Return all the lines below in which the string "HandlerResult" appears.

--

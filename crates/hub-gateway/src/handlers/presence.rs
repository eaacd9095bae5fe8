//! Presence handler (`p`)

use super::HandlerResult;
use crate::connection::Connection;
use crate::service::HubService;
use hub_core::{Message, PresenceData};

/// Stores the connection's presence and answers with the document's full set
pub struct PresenceHandler;

impl PresenceHandler {
    pub async fn handle(
        service: &HubService,
        connection: &Connection,
        message: &Message,
    ) -> HandlerResult<Message> {
        let channel = message.document_channel();
        let data = PresenceData::new(
            connection.user_id(),
            message.presence.clone().unwrap_or_default(),
        );

        let presences = service
            .presence()
            .submit(&channel, connection.id(), data)
            .await?;
        connection.track_presence(&channel);

        tracing::trace!(
            connection_id = %connection.id(),
            channel = %channel,
            entries = presences.len(),
            "Presence updated"
        );

        Ok(Message::presence_set(
            &message.collection,
            &message.doc_id,
            presences,
        ))
    }
}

--

_Task response_
use super::HandlerResult;
    ) -> HandlerResult<Message> {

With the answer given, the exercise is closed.